Defende, por isso, “o fomento da qualidade de vida das populações, melhorando a sua alimentação, a prática de exercício físico e a atividade intelectual”. Só deste modo “poderemos garantir uma vida mais prolongada, com mais autonomia, reduzindo as doenças e limitações próprias da idade, e investindo num apoio domiciliário integrado, que mantenha os idosos no seu domicílio durante mais anos de vida, evitando assim o seu declínio precoce, e tornando-os menos dependentes dos serviços de apoio”.

 

COMPLEMENTO SOLIDÁRIO PARA IDOSOS “É FUNDAMENTAL”

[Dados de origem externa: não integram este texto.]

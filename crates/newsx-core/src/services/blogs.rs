use std::sync::Arc;

use crate::domain::{
    Blog, BlogCard, BlogDraft, BlogSummary, DocumentId, InsertOutcome, Page, PageRequest,
    RECENT_BLOGS_LIMIT,
};
use crate::error::DomainError;
use crate::ports::BlogRepository;

/// Blog submission and the read-side listings.
#[derive(Clone)]
pub struct BlogService {
    repo: Arc<dyn BlogRepository>,
}

impl BlogService {
    pub fn new(repo: Arc<dyn BlogRepository>) -> Self {
        Self { repo }
    }

    pub async fn create_blog(&self, draft: BlogDraft) -> Result<InsertOutcome, DomainError> {
        let blog = draft.validate()?;
        Ok(self.repo.insert(blog).await?)
    }

    /// One page of listing cards plus the collection total.
    pub async fn list_blogs_paged(
        &self,
        request: PageRequest,
    ) -> Result<Page<BlogCard>, DomainError> {
        let items = self
            .repo
            .find_cards(request.skip(), request.per_page())
            .await?;
        let total_items = self.repo.count().await?;

        Ok(Page {
            items,
            request,
            total_items,
        })
    }

    /// The newest posts; an empty collection is reported as not found.
    pub async fn list_recent_blogs(&self) -> Result<Vec<BlogCard>, DomainError> {
        let recent = self.repo.find_recent(RECENT_BLOGS_LIMIT).await?;
        if recent.is_empty() {
            return Err(DomainError::NotFound {
                entity_type: "Blog",
                key: "recent".to_string(),
            });
        }
        Ok(recent)
    }

    /// Full document by its hexadecimal identifier.
    pub async fn get_blog_by_id(&self, raw_id: &str) -> Result<Blog, DomainError> {
        let id = DocumentId::parse(raw_id)?;

        self.repo
            .find_by_id(id)
            .await?
            .ok_or_else(|| DomainError::NotFound {
                entity_type: "Blog",
                key: id.to_hex(),
            })
    }

    pub async fn list_all_blogs(&self) -> Result<Vec<BlogSummary>, DomainError> {
        Ok(self.repo.find_all_summaries().await?)
    }
}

O presidente da mesa do conselho geral do Núcleo Distrital de Beja da EAPN/Rede Europeia Anti-Pobreza sublinha que o povo alentejano “é extremamente resiliente e possui orgulho próprio”, pelo que, “não obstante as baixas pensões, e por se estar numa região rural, a grande maioria das pessoas possui ou tem um familiar que tem uma pequena horta, o que apoia e compensa, de algum modo, a vida diária”. De igual forma, é um povo “solidário e nas situações mais extremas, ao nível familiar, encontra-se quase sempre um suporte e auxílio”. João Martins realça, ainda, “uma outra característica do povo alentejano, que é a de se acomodar à sua situação”.

 

Por outro lado, Portugal “é possuidor de um ‘Estado Social’, em que mesmo com baixas pensões ninguém é excluído de entrar num lar ou casa de repouso, sendo que a grande maioria possui acordos com a Segurança Social”. As situações mais críticas, diz, “são sinalizadas e existem mecanismos e entidades de apoio no terreno”. Em seu entender, os complementos solidários para idosos e “outras medidas análogas são fundamentais para os casos de reformas mais baixas”.

 

Sem “a existência das Misericórdias localmente”, garante o presidente do Secretariado Regional de Beja da União das Misericórdias Portuguesas, “a realidade seria cruel para estes pensionistas do distrito de Beja”. Francisco Ganhão frisa que a “experiência adquirida pelo amor ao próximo ao longo de mais cinco séculos [de atividade das Misericórdias]” permite “atenuar os efeitos destas parcas reformas, quer seja através do apoio alimentar que é dado diariamente pelas Misericórdias e IPSS no distrito de Beja, quer da integração destes idosos em vagas de serviço de apoio domiciliário, centro de dia ou lar, assegurando, assim, um tratamento digno, higiene habitacional e pessoal, companhia, socialização (dado que alguns idosos não apresentam ter suporte familiar), animação e actividades socioculturais, para que estejam ativos e assim se retarde o seu envelhecimento abrupto”.

 

COMBATER A POBREZA NA TERCEIRA IDADE

Tendo em conta o valor médio atual das pensões no Baixo Alentejo, o presidente do Secretariado Regional de Beja da União das Misericórdias defende a implementação de “limites mínimos e máximos”: “O mínimo seria equivalente ao salário mínimo nacional, sendo assim possível combater a pobreza na terceira idade. O máximo deveria ser o Estado a propor, sendo que o beneficiário poderia compor a sua pensão acumulando com um seguro poupança reforma. Desta maneira teríamos uma realidade equilibrada e humanista no que diz respeito às reformas atribuídas pelo Estado”. Já o presidente da mesa do conselho geral do Núcleo Distrital de Beja da EAPN considera que o Baixo Alentejo “de hoje e do futuro afigura-se como uma das regiões do País com maior potencial de crescimento económico, potenciador de geração de emprego permanente, muito do qual qualificado, fator que permite e permitirá a oferta de melhores salários”. O aumento previsto do salário mínimo, por outro lado, é um fator que “gradualmente permitirá, num futuro próximo, que os pensionistas venham a usufruir de melhores ‘reformas’”, conclui.